Determination of cocaine and its metabolites in plasma by porous membrane-protected molecularly imprinted polymer micro-solid-phase extraction and liquid chromatography—tandem mass spectrometry

• Molecularly imprinted polymer (MIP) for cocaine recognition in plasma samples.
• μ-SPE (cone shaped) device based on porous membrane-protected containing MIP.
• Fast cocaine and metabolites determination by reverse phase HPLC–MS/MS.
• Limit of quantification lower than the cut-off values for cocaine abuse confirmation.

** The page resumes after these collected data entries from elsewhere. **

//! Deterministic anomaly filter.
//!
//! The filter is the gatekeeper for LLM calls: it is a pure predicate over
//! the current snapshot and the trailing price window. All comparisons are
//! strict (a value exactly at a threshold is not an anomaly) and all
//! percentage math runs on integer basis points.

use serde::Serialize;
use std::fmt;

use crate::{config::FilterThresholds, observer::Snapshot, types::PriceE8};

/// The six deterministic conditions that justify invoking the reasoner.
#[derive(Debug, Clone, Copy, PartialEq, Eq, Serialize)]
#[serde(rename_all = "SCREAMING_SNAKE_CASE")]
pub enum AnomalySignal {
    LargeDeviation,
    MultipleOracleUpdates,
    AttackSwapPattern,
    SameBlockRecovery,
    UnfairLiquidation,
    ExtremeMove,
}

impl fmt::Display for AnomalySignal {
    fn fmt(&self, f: &mut fmt::Formatter<'_>) -> fmt::Result {
        let name = match self {
            AnomalySignal::LargeDeviation => "LARGE_DEVIATION",
            AnomalySignal::MultipleOracleUpdates => "MULTIPLE_ORACLE_UPDATES",
            AnomalySignal::AttackSwapPattern => "ATTACK_SWAP_PATTERN",
            AnomalySignal::SameBlockRecovery => "SAME_BLOCK_RECOVERY",
            AnomalySignal::UnfairLiquidation => "UNFAIR_LIQUIDATION",
            AnomalySignal::ExtremeMove => "EXTREME_MOVE",
        };
        f.write_str(name)
    }
}

/// Returns the first matching anomaly signal, or `None` when the snapshot
/// does not warrant reasoning. Invalid snapshots never reason.
pub fn should_reason(snapshot: &Snapshot, thresholds: &FilterThresholds) -> Option<AnomalySignal> {
    if !snapshot.valid {
        return None;
    }

    let deviation = snapshot.deviation.abs();

    // A liquidation taken against a disagreeing price is the most
    // specific signal; it is checked ahead of the generic deviation rule
    // so the reasoner can dedup on the individual liquidation events.
    if snapshot.liquidation_seen() && deviation > thresholds.deviation_bps {
        return Some(AnomalySignal::UnfairLiquidation);
    }

    // Oracle and AMM disagree beyond the configured threshold.
    if deviation > thresholds.deviation_bps {
        return Some(AnomalySignal::LargeDeviation);
    }

    // More than one oracle update landed in the block window.
    if snapshot.oracle_updates_in_block > 1 {
        return Some(AnomalySignal::MultipleOracleUpdates);
    }

    // Burst of swaps, or any single oversized swap.
    if snapshot.swaps_in_block > thresholds.max_swaps_in_block
        || snapshot.largest_swap_weth_wei > thresholds.large_swap_wei
    {
        return Some(AnomalySignal::AttackSwapPattern);
    }

    // Spike-and-recover across the three-price window: the endpoints
    // agree while the middle price jumped.
    if let [p0, p1, p2] = snapshot.recent_prices.as_slice() {
        let settled = p0.abs_diff_bps(*p2, *p0) < thresholds.recovery_settle_bps;
        let spiked = p1.abs_diff_bps(*p0, *p0) > thresholds.recovery_spike_bps;
        if settled && spiked {
            return Some(AnomalySignal::SameBlockRecovery);
        }
    }

    // Single-step extreme move.
    if let Some(window) = last_two(&snapshot.recent_prices) {
        let (prev, curr) = window;
        if curr.abs_diff_bps(prev, prev) > thresholds.extreme_move_bps {
            return Some(AnomalySignal::ExtremeMove);
        }
    }

    None
}

fn last_two(prices: &[PriceE8]) -> Option<(PriceE8, PriceE8)> {
    match prices {
        [.., prev, curr] => Some((*prev, *curr)),
        _ => None,
    }
}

A selective molecularly imprinted polymer synthesized for the selective retention of cocaine (COC) and its metabolites [benzoylecgonine (BZE), ecgonine methyl ester (EME), and cocaethylene (CE)] was used as a solid adsorbent for assessing cocaine abuse by plasma analysis. The MIP beads (50 mg) were loaded inside a cone shaped device made of a polypropylene (PP) membrane for micro-solid-phase extraction (μ-SPE). High performance liquid chromatography–tandem mass spectrometry (HPLC–MS/MS) was used for quantifying the analytes after MIP-μ-SPE. The best retention capabilities were reached when loading plasma samples (within the 0.1–5.0 mL range), previously adjusted to pH 5.5 by orbital-horizontal shaking (150 rpm, 50 °C) for 10 min. Analyte elution was achieved by subjecting the MIP-μ-SPE device to ultrasound (37 kHz, 325 W) with 10 mL of dichloromethane/2-propanol/ammonium hydroxide (76:20:4) for 8 min. After eluate evaporation to dryness and re-dissolution in 100 μL of mobile phase, the MIP-μ-SPE method yielded a pre-concentration factor of 50. Precision was assessed by intra-day and inter-day assays, and accuracy (intraday and inter-day analytical recovery, as well as the analysis of a BTMF 1/11-B control serum sample) show that the developed method is highly precise and accurate. In addition, the limits of detection, ranging from 0.061 ng mL−1 for COC to 0.87 ng mL−1 for BZE, were low enough for confirmative conclusions regarding cocaine abuse. The method was used for screening/quantifying cocaine and metabolites in plasma samples from poly-drug abusers.